The high cost of spitting on graves

Academics do it because it's their job. But who wants to end up like Martin Heidegger or Didier Raoult?


A merican Thinker had an article this week by Christopher Chantrill, who asks “I wonder what is going to happen in the next war with women and transgenders in combat.” The idea, which practically merits crucifixion these days, is that men and women have innate psychological differences, and denying it causes psychiatric problems. He writes:

[Women] are just programmed by Nature to complain to men if they are not being protected, and it is right that they should do so.

For a superlative example of a woman complaining, take Virginia Woolf's famous complaint against men. Written during WWII, she blames war on men and vows not to support either side. England is not her country, she says, and she is as indifferent to the impending invasion by the Nazis as to the destruction of its culture and the enslavement and death of its people because, she said, women were not allowed to own property:

If he adds that he is fighting to protect her body, she will reflect upon the degree of physical protection she now enjoys when the words “Air Raid Precaution” are written on blank walls. And if he says that he is fighting to protect England from foreign rule, she will reflect that for her there are no “foreigners” . . . As a woman, I have no country. As a woman I want no country. As a woman my country is the whole world.

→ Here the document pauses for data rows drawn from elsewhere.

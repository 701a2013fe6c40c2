//! spibus - chunked SPI bus transfers
//!
//! Command-line front end for the `spibus-core` session: every command opens
//! a backend, performs one logical transfer and prints or saves the bytes
//! clocked in.
//!
//! # Architecture
//!
//! All commands go through the same [`spibus_core::SpiBus`] session, so the
//! chunking, chip-select handling and error codes are identical whether the
//! bytes end up on a spidev device or in the in-memory dummy bus.

mod backends;
mod cli;
mod commands;

use clap::Parser;
use cli::{Cli, Commands};
use commands::Operation;

/// Full-duplex length, defaulting to the write length
fn duplex_len(data: &[u8], len: Option<usize>) -> usize {
    len.unwrap_or(data.len())
}

fn main() -> Result<(), Box<dyn std::error::Error>> {
    // Initialize logger
    env_logger::Builder::from_env(env_logger::Env::default().default_filter_or("info")).init();

    let cli = Cli::parse();

    // Set log level based on verbosity
    match cli.verbose {
        0 => {} // default (info)
        1 => log::set_max_level(log::LevelFilter::Debug),
        _ => log::set_max_level(log::LevelFilter::Trace),
    }

    let (backend, op) = match cli.command {
        Commands::ListBackends => {
            commands::list_backends();
            return Ok(());
        }
        Commands::Write { backend, data } => (backend, Operation::Write(data.0)),
        Commands::Read {
            backend,
            len,
            output,
        } => (
            backend,
            Operation::Read {
                len,
                output: output.output,
            },
        ),
        Commands::Transfer {
            backend,
            data,
            len,
            output,
        } => {
            let len = duplex_len(&data.0, len);
            (
                backend,
                Operation::Transfer {
                    data: data.0,
                    len,
                    output: output.output,
                },
            )
        }
        Commands::WriteReg { backend, reg, data } => (
            backend,
            Operation::WriteReg { reg, data: data.0 },
        ),
        Commands::ReadReg {
            backend,
            reg,
            len,
            output,
        } => (
            backend,
            Operation::ReadReg {
                reg,
                len,
                output: output.output,
            },
        ),
        Commands::TransferReg {
            backend,
            reg,
            data,
            len,
            output,
        } => {
            let len = duplex_len(&data.0, len);
            (
                backend,
                Operation::TransferReg {
                    reg,
                    data: data.0,
                    len,
                    output: output.output,
                },
            )
        }
    };

    if let Err(e) = commands::run(&backend, &op) {
        if let Some(err) = e.downcast_ref::<spibus_core::Error>() {
            eprintln!("Error: {} (code {})", err, err.code());
        } else {
            eprintln!("Error: {}", e);
        }
        std::process::exit(1);
    }

    Ok(())
}
/// Open a dummy bus session
///
/// This is a convenience function for use in the CLI backend dispatch.
pub fn open_dummy(
    options: &[(&str, &str)],
) -> std::result::Result<SpiBus<DummyConnector>, Box<dyn std::error::Error>> {
    let (chunk, chip_select) = parse_options(options)?;

    let recorder = Recorder::new();
    let bus = SpiBus::new(recorder.connector());
    bus.init(&BusConfig::new("dummy"))?;
    bus.set_max_transfer_len(chunk);
    if chip_select {
        bus.set_chip_select_hook(recorder.chip_select());
    }

    Ok(bus)
}
//! Man page generator for spibus
//!
//! Writes `spibus.1` with an extra BACKENDS section listing the backends
//! compiled into this build and their options.
//!
//! Usage: cargo run --bin gen-manpage -- [output-dir]

use clap::CommandFactory;
use clap_mangen::Man;
use std::io::{self, Write};
use std::path::PathBuf;

#[path = "../backends.rs"]
#[allow(dead_code)]
mod backends;
#[path = "../cli.rs"]
#[allow(dead_code)]
mod cli;

/// Escape text for a roff paragraph
fn roff_escape(text: &str) -> String {
    let escaped = text.replace('\\', "\\e").replace('-', "\\-");
    if escaped.starts_with('.') || escaped.starts_with('\'') {
        format!("\\&{}", escaped)
    } else {
        escaped
    }
}

/// Render the BACKENDS section
fn render_backends(out: &mut dyn Write) -> io::Result<()> {
    writeln!(out, ".SH BACKENDS")?;
    writeln!(
        out,
        "Select a backend with \\fB\\-p\\fR \\fIname\\fR[:\\fIkey\\fR=\\fIvalue\\fR,...]."
    )?;

    for b in backends::available_backends() {
        writeln!(out, ".TP")?;
        writeln!(out, "\\fB{}\\fR", roff_escape(b.name))?;
        let description: Vec<&str> = b.description.split_whitespace().collect();
        writeln!(out, "{}", roff_escape(&description.join(" ")))?;
        if !b.aliases.is_empty() {
            writeln!(out, ".br")?;
            writeln!(out, "Aliases: {}", roff_escape(&b.aliases.join(", ")))?;
        }
    }

    Ok(())
}

/// Render the complete man page
fn render(out: &mut dyn Write) -> io::Result<()> {
    let man = Man::new(cli::Cli::command());

    man.render_title(out)?;
    man.render_name_section(out)?;
    man.render_synopsis_section(out)?;
    man.render_description_section(out)?;
    man.render_options_section(out)?;
    man.render_subcommands_section(out)?;
    render_backends(out)?;
    man.render_version_section(out)
}

fn main() -> io::Result<()> {
    // Default to ./man directory
    let output_dir = std::env::args_os()
        .nth(1)
        .map(PathBuf::from)
        .unwrap_or_else(|| PathBuf::from("man"));

    std::fs::create_dir_all(&output_dir)?;

    let mut buffer = Vec::new();
    render(&mut buffer)?;

    let output_path = output_dir.join("spibus.1");
    std::fs::write(&output_path, buffer)?;

    println!("Man page generated at: {}", output_path.display());
    println!("  man -l {}", output_path.display());

    Ok(())
}

#[cfg(test)]
mod tests {
    use super::*;

    fn page() -> String {
        let mut buffer = Vec::new();
        render(&mut buffer).unwrap();
        String::from_utf8(buffer).unwrap()
    }

    #[test]
    fn test_roff_escape() {
        assert_eq!(roff_escape("linux-spi"), "linux\\-spi");
        assert_eq!(roff_escape(".hidden"), "\\&.hidden");
        assert_eq!(roff_escape("a\\b"), "a\\eb");
    }

    #[test]
    fn test_page_lists_subcommands_and_backends() {
        let page = page();
        assert!(page.contains(".SH BACKENDS"));
        assert!(page.contains(".SH SUBCOMMANDS"));
        for b in backends::available_backends() {
            assert!(page.contains(&format!("\\fB{}\\fR", roff_escape(b.name))));
        }
    }

    #[cfg(feature = "linux-spi")]
    #[test]
    fn test_page_documents_linux_options() {
        let page = page();
        assert!(page.contains("Aliases: linux\\-spi, spidev"));
        assert!(page.contains("cs_gpio=<chip>:<line>"));
    }
}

We may not think highly of such unpatriotic sentiments, but Woolf, who was believed to suffer from bipolar disorder, got off easy because her ideological descendants found her useful. When resentment starts, it spreads from neuron to neuron, engram to engram, tainting everything associated in any way with the object of the victims' hate until they become more and more detached from reality.

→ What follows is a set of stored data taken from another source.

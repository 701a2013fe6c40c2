//! Backend registration
//!
//! This module provides a centralized registry for all backends, with support
//! for feature-gated inclusion and dynamic help text generation.

/// Information about a backend
pub struct BackendInfo {
    /// Primary name (used for matching)
    pub name: &'static str,
    /// Alternative names/aliases
    pub aliases: &'static [&'static str],
    /// Short description
    pub description: &'static str,
}

/// Get information about all available backends (enabled at compile time)
#[allow(unused_mut, clippy::vec_init_then_push)]
pub fn available_backends() -> Vec<BackendInfo> {
    let mut backends = Vec::new();

    #[cfg(feature = "dummy")]
    backends.push(BackendInfo {
        name: "dummy",
        aliases: &[],
        description: "In-memory recording bus, loops back written data (chunk=<n>,cs=<0|1>)",
    });

    #[cfg(feature = "linux-spi")]
    backends.push(BackendInfo {
        name: "linux_spi",
        aliases: &["linux-spi", "spidev"],
        description: "Linux spidev interface (dev=/dev/spidevX.Y,spispeed=<kHz>,mode=<0-3>,\
                      bits=<n>,chunk=<n|auto>,cs_gpio=<chip>:<line>)",
    });

    backends
}

/// Generate help text listing all available backends
pub fn backend_help() -> String {
    let backends = available_backends();

    if backends.is_empty() {
        return "No backends available (recompile with backend features enabled)".to_string();
    }

    let mut help = String::from("Available backends:\n");
    for b in &backends {
        help.push_str(&format!("  {:10} - {}\n", b.name, b.description));
        if !b.aliases.is_empty() {
            help.push_str(&format!("  {:10}   aliases: {}\n", "", b.aliases.join(", ")));
        }
    }

    help
}

/// Check if a backend name matches any available backend
pub fn find_backend(name: &str) -> Option<&'static str> {
    available_backends()
        .into_iter()
        .find(|b| b.name == name || b.aliases.contains(&name))
        .map(|b| b.name)
}

/// Parse a backend string into name and options
///
/// Format: "name" or "name:option1=value1,option2=value2"
pub fn parse_backend_string(s: &str) -> (&str, Vec<(&str, &str)>) {
    if let Some((name, opts)) = s.split_once(':') {
        let options: Vec<_> = opts
            .split(',')
            .filter_map(|opt| opt.split_once('='))
            .collect();
        (name, options)
    } else {
        (s, Vec::new())
    }
}
//! Error types for Linux SPI operations

use thiserror::Error;

/// Linux SPI specific errors
#[derive(Debug, Error)]
pub enum LinuxSpiError {
    /// Bus session error
    #[error(transparent)]
    Bus(#[from] spibus_core::Error),

    /// Failed to request the chip-select GPIO line
    #[error("Failed to request GPIO line {line} on '{chip}': {source}")]
    LineRequestFailed {
        chip: String,
        line: u32,
        #[source]
        source: gpiocdev::Error,
    },

    /// Invalid parameter
    #[error("Invalid parameter: {0}")]
    InvalidParameter(String),
}

/// Result type for Linux SPI operations
pub type Result<T> = std::result::Result<T, LinuxSpiError>;
mod common;

use std::fs;
use std::sync::Arc;
use std::thread;

use bible_hymnal::db::{create_schema, StoreError};
use bible_hymnal::Lookup;
use common::{translation, Fixture, GENESIS_1_1};
use rusqlite::Connection;

#[test]
fn selecting_a_translation_seeds_and_lists_books_in_canonical_order() {
    let fixture = Fixture::new();
    let store = fixture.store();
    assert!(!store.is_open());

    store.select_translation(&translation("ACF")).unwrap();

    assert_eq!(store.current_translation().map(|t| t.code), Some("ACF"));
    assert_eq!(store.book_names().unwrap(), vec!["Gênesis", "Êxodo", "João"]);
    assert!(fixture.paths.databases_dir().join("ACF.sqlite").is_file());
}

#[test]
fn resolves_external_reference_to_verse_text() {
    let fixture = Fixture::new();
    let store = fixture.store();
    store.select_translation(&translation("ACF")).unwrap();

    let verse = store.resolve("ACF_GN_1_1").found().unwrap();
    assert_eq!(verse.text, GENESIS_1_1);
    assert_eq!((verse.book_id, verse.chapter, verse.verse), (1, 1, 1));
}

#[test]
fn resolution_maps_reference_id_to_internal_book_key() {
    let fixture = Fixture::new();
    let store = fixture.store();
    store.select_translation(&translation("ACF")).unwrap();

    let verse = store.resolve("ACF_JO_3_16").found().unwrap();
    assert_eq!(verse.book_id, 10);
    assert!(verse.text.starts_with("Porque Deus amou"));

    let five_segments = store.resolve("ACF_JO_3_16_5").found().unwrap();
    assert_eq!(five_segments, verse);
}

#[test]
fn malformed_and_unknown_references_are_not_found() {
    let fixture = Fixture::new();
    let store = fixture.store();
    store.select_translation(&translation("ACF")).unwrap();

    for id in [
        "ACF_XX_1_1",
        "ACF_GN_1",
        "ACF_GN_1_1_1_1",
        "ACF_GN_a_1",
        "ACF_GN_1_-1",
        "",
        "ACF_GN_9_9",
        "ACF_GN_+1_01",
        "ACF_AP_1_1",
    ] {
        assert!(
            matches!(store.resolve(id), Lookup::NotFound),
            "{id} should not resolve"
        );
    }
}

#[test]
fn queries_without_an_open_handle_return_unavailable() {
    let fixture = Fixture::new();
    let store = fixture.store();

    assert!(matches!(store.books(), Err(StoreError::Unavailable)));
    assert!(matches!(
        store.chapter_verses(1, 1),
        Err(StoreError::Unavailable)
    ));
    assert!(matches!(
        store.resolve("ACF_GN_1_1"),
        Lookup::Failed(StoreError::Unavailable)
    ));
    assert!(store.book(1).found().is_none());
}

#[test]
fn missing_chapter_is_an_empty_list() {
    let fixture = Fixture::new();
    let store = fixture.store();
    store.select_translation(&translation("ACF")).unwrap();

    assert!(store.chapter_verses(1, 50).unwrap().is_empty());
    assert!(store.chapter_verses(999, 1).unwrap().is_empty());
}

#[test]
fn book_lookups_by_key_name_and_reference() {
    let fixture = Fixture::new();
    let store = fixture.store();
    store.select_translation(&translation("ACF")).unwrap();

    let by_name = store.book_named("João").found().unwrap();
    assert_eq!(by_name.id, 10);
    assert_eq!(store.book(10).found(), Some(by_name.clone()));
    assert_eq!(store.book_for_reference(43).found(), Some(by_name));
    assert!(matches!(store.book_named("Tobias"), Lookup::NotFound));
}

#[test]
fn verses_for_a_book_group_into_chapters() {
    let fixture = Fixture::new();
    let store = fixture.store();
    store.select_translation(&translation("ACF")).unwrap();

    let verses = store.book_verses(1).unwrap();
    let positions: Vec<(i64, i64)> = verses.iter().map(|v| (v.chapter, v.verse)).collect();
    assert_eq!(positions, vec![(1, 1), (1, 2), (2, 1)]);

    let chapters = store.chapters(1).unwrap();
    assert_eq!(chapters.len(), 2);
    assert_eq!(chapters[0].verses.len(), 2);
    assert_eq!(store.chapter_numbers(1).unwrap(), vec![1, 2]);
    assert_eq!(
        store.verse(1, 1, 2).found().map(|v| v.id),
        Some(2)
    );
}

#[test]
fn switching_away_and_back_yields_the_same_books() {
    let fixture = Fixture::new();
    let store = fixture.store();

    store.select_translation(&translation("ACF")).unwrap();
    let first = store.books().unwrap();

    store.select_translation(&translation("ARA")).unwrap();
    assert_eq!(store.current_translation().map(|t| t.code), Some("ARA"));

    store.select_translation(&translation("ACF")).unwrap();
    assert_eq!(store.books().unwrap(), first);
}

#[test]
fn reselecting_the_open_translation_keeps_the_handle() {
    let fixture = Fixture::new();
    let store = fixture.store();
    store.select_translation(&translation("ACF")).unwrap();
    store.select_translation(&translation("ACF")).unwrap();
    assert_eq!(store.current_translation().map(|t| t.code), Some("ACF"));
    assert_eq!(store.books().unwrap().len(), 3);
}

#[test]
fn failed_open_leaves_no_handle() {
    let fixture = Fixture::new();
    fs::create_dir_all(fixture.paths.data_dir()).unwrap();
    // A regular file where the databases directory should be.
    fs::write(fixture.paths.databases_dir(), b"not a directory").unwrap();

    let store = fixture.store();
    assert!(store.select_translation(&translation("ACF")).is_err());
    assert!(!store.is_open());
    assert!(matches!(store.book_names(), Err(StoreError::Unavailable)));
}

#[test]
fn failed_open_closes_the_previous_handle() {
    let fixture = Fixture::new();
    let store = fixture.store();
    store.select_translation(&translation("ACF")).unwrap();

    fs::remove_dir_all(fixture.paths.databases_dir()).unwrap();
    fs::write(fixture.paths.databases_dir(), b"not a directory").unwrap();

    assert!(store.select_translation(&translation("NVI")).is_err());
    assert!(store.current_translation().is_none());
}

fn write_bundled_kjv(fixture: &Fixture) -> std::path::PathBuf {
    let bundled_dir = fixture.paths.bundled_databases_dir();
    fs::create_dir_all(&bundled_dir).unwrap();
    let path = bundled_dir.join("KJV.sqlite");
    let conn = Connection::open(&path).unwrap();
    create_schema(&conn).unwrap();
    conn.execute_batch(
        "INSERT INTO book (id, book_reference_id, testament_reference_id, name)
             VALUES (1, 1, 1, 'Genesis');
         INSERT INTO verse (id, book_id, chapter, verse, text)
             VALUES (1, 1, 1, 1, 'In the beginning God created the heaven and the earth.');
         INSERT INTO metadata (name, version) VALUES ('King James Version', 'KJV');",
    )
    .unwrap();
    conn.close().unwrap();
    path
}

#[test]
fn bundled_database_is_copied_instead_of_seeded() {
    let fixture = Fixture::new();
    write_bundled_kjv(&fixture);

    let store = fixture.store();
    store.select_translation(&translation("KJV")).unwrap();

    assert_eq!(store.book_names().unwrap(), vec!["Genesis"]);
    assert!(store
        .resolve("KJV_GN_1_1")
        .found()
        .unwrap()
        .text
        .starts_with("In the beginning"));
    assert!(fixture.paths.databases_dir().join("KJV.sqlite").is_file());
    assert!(!fixture.paths.databases_dir().join("KJV.sqlite.tmp").exists());
}

#[test]
fn truncated_working_copy_is_replaced_from_the_bundle() {
    let fixture = Fixture::new();
    let bundled = write_bundled_kjv(&fixture);

    let databases_dir = fixture.paths.databases_dir();
    fs::create_dir_all(&databases_dir).unwrap();
    let bytes = fs::read(&bundled).unwrap();
    fs::write(databases_dir.join("KJV.sqlite"), &bytes[..100]).unwrap();

    let store = fixture.store();
    store.select_translation(&translation("KJV")).unwrap();

    assert!(store.is_open());
    assert_eq!(store.book_names().unwrap(), vec!["Genesis"]);
    assert_eq!(
        fs::metadata(databases_dir.join("KJV.sqlite")).unwrap().len(),
        bytes.len() as u64
    );
}

#[test]
fn store_without_seed_opens_empty() {
    let fixture = Fixture::without_seed();
    let store = fixture.store();
    store.select_translation(&translation("ACF")).unwrap();

    assert!(store.is_open());
    assert!(store.books().unwrap().is_empty());
    assert!(matches!(store.resolve("ACF_GN_1_1"), Lookup::NotFound));
}

#[test]
fn overlapping_switches_leave_exactly_one_open_handle() {
    let fixture = Fixture::new();
    let store = Arc::new(fixture.store());

    let handles: Vec<_> = ["ACF", "ARA", "NVI", "ACF", "KJV"]
        .into_iter()
        .map(|code| {
            let store = Arc::clone(&store);
            thread::spawn(move || store.select_translation(&translation(code)).is_ok())
        })
        .collect();
    for handle in handles {
        assert!(handle.join().unwrap());
    }

    assert!(store.current_translation().is_some());
    assert_eq!(store.book_names().unwrap().len(), 3);
}

#[test]
fn close_releases_the_handle() {
    let fixture = Fixture::new();
    let store = fixture.store();
    store.select_translation(&translation("ACF")).unwrap();
    store.close();
    assert!(!store.is_open());
    assert!(matches!(store.books(), Err(StoreError::Unavailable)));
}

Look what happened to Didier Raoult, the brilliant French virologist who proposed in a throwaway paper that the combination of hydroxychloroquine [HCQ] and azithromycin would protect against Covid. Because of the association of HCQ with the man so many political activists hate, the New York Times wrote a hit piece on him titled “He was a science star. Then he promoted a questionable cure for Covid-19.”

Now, of course you might say the Times is just political and therefore lacks credibility. Raoult's paper has been widely misinterpreted: no one seems to have noticed that he calculated his statistics wrong, which means that no one but us science geeks actually read it, but it scarcely matters. Humans enjoy nothing better than shooting down somebody's reputation for saying the wrong thing. Once you become an Official Bad Guy, few people will dare to dispute any claims made about you, lest they be accused of the same faults.

Heidegger

Which brings us to the philosopher Martin Heidegger. Critics have pored over Heidegger's black notebooks, so called because their cover was black in color, searching for clues that would convince them that he too was evil. Heidegger joined the Nazi party in its early days, making him an Official Bad Guy. Whether he joined out of youthful enthusiasm or an ill-advised career move we can only speculate, as he refused to discuss it.

So naturally, speculate they do. A common theme is that despite his well known affair with his Jewish student Hanna Arendt, Heidegger was a rabid anti-semite.

Jürgen Habermas once said that Heidegger “detaches his actions and statements altogether from himself as an empirical person and attributes them to a fate for which one cannot be held responsible.” This, he said, was the reason for Heidegger's famous silence on the matter. Heidegger himself in 1938 called national socialist philosophies “absurd,” implying that they were not worthy of discussion. He later said in a letter: “One had to throw them a crumb here and there in order to keep freedom of teaching and speaking.”

I've read a few anti-Heidegger books, including one from George Steiner. They all lambaste him for those notebooks. Yet curiously, no one seems to be able to come up with more than one or two sentences to make their case. Now a new anti-Heidegger book is out, with a glowing review in last month's Commentary magazine. The reviewer quotes him as saying: “[I]n the era of the Christian West . . . world Jewry was the principle of destruction.”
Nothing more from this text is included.